About this task
For each line below that includes the string "dimensions", show the whole line.

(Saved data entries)
- - - - -

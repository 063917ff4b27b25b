//! Level documents describing the playing field.
//!
//! Levels are authored as JSON. Paths may be written either as a bare list of
//! waypoint lists or as objects carrying a `nodes` list, optionally nested
//! under a `pathNetwork` key:
//!
//! ```json
//! {
//!   "columns": 10,
//!   "rows": 4,
//!   "paths": [[{ "x": 0, "y": 1 }, { "x": 9, "y": 1 }]],
//!   "obstacles": [{ "x": 4, "y": 3 }]
//! }
//! ```

use elemental_defence_core::{CellCoord, Destination, TerrainKind};
use serde::{Deserialize, Serialize};
use thiserror::Error;

use crate::paths::PathNetwork;

const DEFAULT_COLUMNS: u32 = 50;
const DEFAULT_ROWS: u32 = 30;

/// Errors raised while loading a level. Any of them makes the level unusable.
#[derive(Debug, Error)]
pub enum LevelError {
    /// The document is not valid JSON or does not match the level schema.
    #[error("malformed level document: {0}")]
    Malformed(#[from] serde_json::Error),
    /// The grid has no cells.
    #[error("level grid must have at least one column and one row")]
    EmptyGrid,
    /// The document declares no paths.
    #[error("level declares no paths")]
    MissingPaths,
    /// A path has no waypoints.
    #[error("path {path} has no waypoints")]
    EmptyPath {
        /// Index of the offending path.
        path: usize,
    },
    /// A waypoint lies outside the grid.
    #[error("waypoint ({x}, {y}) of path {path} lies outside the {columns}x{rows} grid")]
    WaypointOutOfBounds {
        /// Index of the offending path.
        path: usize,
        /// Column of the waypoint.
        x: u32,
        /// Row of the waypoint.
        y: u32,
        /// Grid width.
        columns: u32,
        /// Grid height.
        rows: u32,
    },
    /// An obstacle, terrain patch or the core lies outside the grid.
    #[error("cell ({x}, {y}) lies outside the grid")]
    CellOutOfBounds {
        /// Column of the cell.
        x: u32,
        /// Row of the cell.
        y: u32,
    },
    /// A path does not expand into a unit-step path through its waypoints.
    #[error("path {path} does not expand faithfully from its waypoints")]
    UnfaithfulPath {
        /// Index of the offending path.
        path: usize,
    },
}

/// Integer grid coordinate as written in level files.
#[derive(Clone, Copy, Debug, PartialEq, Eq, Serialize, Deserialize)]
pub struct Waypoint {
    /// Column of the cell.
    pub x: u32,
    /// Row of the cell.
    pub y: u32,
}

impl From<Waypoint> for CellCoord {
    fn from(waypoint: Waypoint) -> Self {
        CellCoord::new(waypoint.x, waypoint.y)
    }
}

/// A single path written as an object with a `nodes` list.
#[derive(Clone, Debug, PartialEq, Eq, Serialize, Deserialize)]
pub struct PathNodes {
    /// Waypoints of the path.
    pub nodes: Vec<Waypoint>,
}

/// Accepted spellings of the path list.
#[derive(Clone, Debug, PartialEq, Eq, Serialize, Deserialize)]
#[serde(untagged)]
pub enum PathList {
    /// Paths written as objects with a `nodes` list.
    Nodes(Vec<PathNodes>),
    /// Paths written as bare waypoint lists.
    Bare(Vec<Vec<Waypoint>>),
}

impl PathList {
    fn into_waypoints(self) -> Vec<Vec<Waypoint>> {
        match self {
            Self::Nodes(paths) => paths.into_iter().map(|path| path.nodes).collect(),
            Self::Bare(paths) => paths,
        }
    }
}

/// Path list nested under a `pathNetwork` key.
#[derive(Clone, Debug, PartialEq, Eq, Serialize, Deserialize)]
pub struct PathNetworkDocument {
    /// Paths of the network.
    pub paths: PathList,
}

/// Terrain override for a single cell.
#[derive(Clone, Copy, Debug, PartialEq, Eq, Serialize, Deserialize)]
pub struct TerrainPatch {
    /// Column of the cell.
    pub x: u32,
    /// Row of the cell.
    pub y: u32,
    /// Terrain assigned to the cell.
    pub kind: TerrainKind,
}

/// Raw level document as deserialized from JSON.
#[derive(Clone, Debug, PartialEq, Eq, Serialize, Deserialize)]
#[serde(rename_all = "camelCase")]
pub struct LevelDocument {
    /// Grid width in cells.
    #[serde(default = "default_columns")]
    pub columns: u32,
    /// Grid height in cells.
    #[serde(default = "default_rows")]
    pub rows: u32,
    /// Paths declared at the top level.
    #[serde(default)]
    pub paths: Option<PathList>,
    /// Paths nested under `pathNetwork`.
    #[serde(default)]
    pub path_network: Option<PathNetworkDocument>,
    /// Cells blocked for both towers and enemies.
    #[serde(default)]
    pub obstacles: Vec<Waypoint>,
    /// Terrain overrides.
    #[serde(default)]
    pub terrain: Vec<TerrainPatch>,
    /// Cell hosting the core. Defaults to the cell after the end of the first path.
    #[serde(default)]
    pub core: Option<Waypoint>,
    /// Line navigating enemies head for. Defaults to the core's column.
    #[serde(default)]
    pub destination: Option<Destination>,
}

fn default_columns() -> u32 {
    DEFAULT_COLUMNS
}

fn default_rows() -> u32 {
    DEFAULT_ROWS
}

impl LevelDocument {
    /// Parses a level document from JSON text.
    pub fn from_json_str(text: &str) -> Result<Self, LevelError> {
        Ok(serde_json::from_str(text)?)
    }

    /// Validates the document and expands its paths.
    pub fn into_level(self) -> Result<Level, LevelError> {
        let Self {
            columns,
            rows,
            paths,
            path_network,
            obstacles,
            terrain,
            core,
            destination,
        } = self;

        if columns == 0 || rows == 0 {
            return Err(LevelError::EmptyGrid);
        }

        let raw_paths = path_network
            .map(|network| network.paths)
            .or(paths)
            .ok_or(LevelError::MissingPaths)?
            .into_waypoints();
        if raw_paths.is_empty() {
            return Err(LevelError::MissingPaths);
        }

        let mut waypoints = Vec::with_capacity(raw_paths.len());
        for (path, nodes) in raw_paths.into_iter().enumerate() {
            if nodes.is_empty() {
                return Err(LevelError::EmptyPath { path });
            }
            if let Some(outside) = nodes
                .iter()
                .find(|node| node.x >= columns || node.y >= rows)
            {
                return Err(LevelError::WaypointOutOfBounds {
                    path,
                    x: outside.x,
                    y: outside.y,
                    columns,
                    rows,
                });
            }
            waypoints.push(nodes.into_iter().map(CellCoord::from).collect::<Vec<_>>());
        }

        let in_bounds = |x: u32, y: u32| -> Result<CellCoord, LevelError> {
            if x < columns && y < rows {
                Ok(CellCoord::new(x, y))
            } else {
                Err(LevelError::CellOutOfBounds { x, y })
            }
        };

        let obstacles = obstacles
            .into_iter()
            .map(|cell| in_bounds(cell.x, cell.y))
            .collect::<Result<Vec<_>, _>>()?;
        let terrain = terrain
            .into_iter()
            .map(|patch| in_bounds(patch.x, patch.y).map(|cell| (cell, patch.kind)))
            .collect::<Result<Vec<_>, _>>()?;

        let core = match core {
            Some(cell) => in_bounds(cell.x, cell.y)?,
            None => default_core(&waypoints, columns),
        };
        let destination = destination.unwrap_or(Destination::Column(core.column()));
        let paths = PathNetwork::from_waypoints(&waypoints);
        paths
            .validate(&waypoints)
            .map_err(|path| LevelError::UnfaithfulPath { path })?;

        Ok(Level {
            columns,
            rows,
            waypoints,
            paths,
            obstacles,
            terrain,
            core,
            destination,
        })
    }
}

fn default_core(waypoints: &[Vec<CellCoord>], columns: u32) -> CellCoord {
    let end = waypoints
        .first()
        .and_then(|path| path.last())
        .copied()
        .unwrap_or(CellCoord::new(0, 0));
    let column = end
        .column()
        .saturating_add(1)
        .min(columns.saturating_sub(1));
    CellCoord::new(column, end.row())
}

/// Validated level ready to seed a world.
#[derive(Clone, Debug, PartialEq)]
pub struct Level {
    columns: u32,
    rows: u32,
    waypoints: Vec<Vec<CellCoord>>,
    paths: PathNetwork,
    obstacles: Vec<CellCoord>,
    terrain: Vec<(CellCoord, TerrainKind)>,
    core: CellCoord,
    destination: Destination,
}

impl Level {
    /// Parses and validates a level from JSON text.
    pub fn from_json_str(text: &str) -> Result<Self, LevelError> {
        LevelDocument::from_json_str(text)?.into_level()
    }

    /// Grid dimensions as `(columns, rows)`.
    #[must_use]
    pub const fn dimensions(&self) -> (u32, u32) {
        (self.columns, self.rows)
    }

    /// Waypoint sequences as authored.
    #[must_use]
    pub fn waypoints(&self) -> &[Vec<CellCoord>] {
        &self.waypoints
    }

    /// Expanded path network.
    #[must_use]
    pub fn paths(&self) -> &PathNetwork {
        &self.paths
    }

    /// Blocked cells.
    #[must_use]
    pub fn obstacles(&self) -> &[CellCoord] {
        &self.obstacles
    }

    /// Terrain overrides.
    #[must_use]
    pub fn terrain(&self) -> &[(CellCoord, TerrainKind)] {
        &self.terrain
    }

    /// Cell hosting the core.
    #[must_use]
    pub const fn core(&self) -> CellCoord {
        self.core
    }

    /// Line navigating enemies head for.
    #[must_use]
    pub const fn destination(&self) -> Destination {
        self.destination
    }
}

impl Default for Level {
    /// Three lanes crossing a 50x30 field toward a core on the east side.
    fn default() -> Self {
        let lane = |points: &[(u32, u32)]| -> Vec<CellCoord> {
            points
                .iter()
                .map(|&(column, row)| CellCoord::new(column, row))
                .collect()
        };
        let waypoints = vec![
            lane(&[(0, 5), (44, 5), (44, 14), (46, 14)]),
            lane(&[(0, 15), (30, 15), (30, 14), (46, 14)]),
            lane(&[(0, 25), (45, 25), (45, 15), (46, 15)]),
        ];
        let obstacles = [(10, 10), (11, 10), (12, 10), (25, 20), (26, 20), (27, 20), (40, 10), (41, 10), (42, 10)]
            .into_iter()
            .map(|(column, row)| CellCoord::new(column, row))
            .collect();
        let paths = PathNetwork::from_waypoints(&waypoints);
        let core = CellCoord::new(47, 14);

        Self {
            columns: DEFAULT_COLUMNS,
            rows: DEFAULT_ROWS,
            waypoints,
            paths,
            obstacles,
            terrain: Vec::new(),
            core,
            destination: Destination::Column(46),
        }
    }
}

#[cfg(test)]
mod tests {
    use super::*;
    use elemental_defence_core::PathId;

    #[test]
    fn bare_path_lists_parse() {
        let level = Level::from_json_str(
            r#"{"columns": 5, "rows": 3, "paths": [[{"x": 0, "y": 0}, {"x": 2, "y": 0}]]}"#,
        )
        .expect("valid level");
        assert_eq!(level.paths().len(), 1);
        assert_eq!(level.waypoints()[0], vec![CellCoord::new(0, 0), CellCoord::new(2, 0)]);
        assert_eq!(level.core(), CellCoord::new(3, 0));
        assert_eq!(level.destination(), Destination::Column(3));
    }

    #[test]
    fn nested_path_network_parses() {
        let level = Level::from_json_str(
            r#"{
                "columns": 5,
                "rows": 3,
                "pathNetwork": {"paths": [{"nodes": [{"x": 0, "y": 1}, {"x": 4, "y": 1}]}]},
                "core": {"x": 4, "y": 2},
                "destination": {"row": 2},
                "terrain": [{"x": 1, "y": 0, "kind": "forest"}]
            }"#,
        )
        .expect("valid level");
        assert_eq!(level.paths().iter().next().map(<[CellCoord]>::len), Some(5));
        assert_eq!(level.core(), CellCoord::new(4, 2));
        assert_eq!(level.destination(), Destination::Row(2));
        assert_eq!(level.terrain(), &[(CellCoord::new(1, 0), TerrainKind::Forest)]);
    }

    #[test]
    fn missing_paths_are_fatal() {
        let error = Level::from_json_str(r#"{"columns": 5, "rows": 3}"#)
            .expect_err("paths are required");
        assert!(matches!(error, LevelError::MissingPaths));
    }

    #[test]
    fn empty_paths_are_fatal() {
        let error = Level::from_json_str(r#"{"paths": [[]]}"#).expect_err("empty path");
        assert!(matches!(error, LevelError::EmptyPath { path: 0 }));
    }

    #[test]
    fn waypoints_outside_the_grid_are_fatal() {
        let error = Level::from_json_str(
            r#"{"columns": 2, "rows": 2, "paths": [[{"x": 0, "y": 0}, {"x": 5, "y": 0}]]}"#,
        )
        .expect_err("waypoint out of bounds");
        assert!(matches!(
            error,
            LevelError::WaypointOutOfBounds { path: 0, x: 5, .. }
        ));
    }

    #[test]
    fn malformed_json_is_fatal() {
        let error = Level::from_json_str("{ not json").expect_err("malformed");
        assert!(matches!(error, LevelError::Malformed(_)));
    }

    #[test]
    fn default_level_paths_round_trip() {
        let level = Level::default();
        assert_eq!(level.dimensions(), (50, 30));
        assert_eq!(level.paths().len(), 3);
        assert_eq!(level.paths().validate(level.waypoints()), Ok(()));
    }

    #[test]
    fn authored_waypoints_are_recoverable() {
        let level = Level::from_json_str(
            r#"{"columns": 6, "rows": 4, "paths": [[{"x": 0, "y": 0}, {"x": 1, "y": 0}, {"x": 3, "y": 0}, {"x": 5, "y": 1}]]}"#,
        )
        .expect("valid level");

        assert_eq!(
            level.paths().waypoints(PathId::new(0)),
            Some(vec![
                CellCoord::new(0, 0),
                CellCoord::new(1, 0),
                CellCoord::new(3, 0),
                CellCoord::new(5, 1),
            ])
        );
        assert_eq!(level.waypoints()[0].len(), 4);
    }
}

- - - - -

Task solution
    /// Grid dimensions as `(columns, rows)`.
    pub const fn dimensions(&self) -> (u32, u32) {
        assert_eq!(level.dimensions(), (50, 30));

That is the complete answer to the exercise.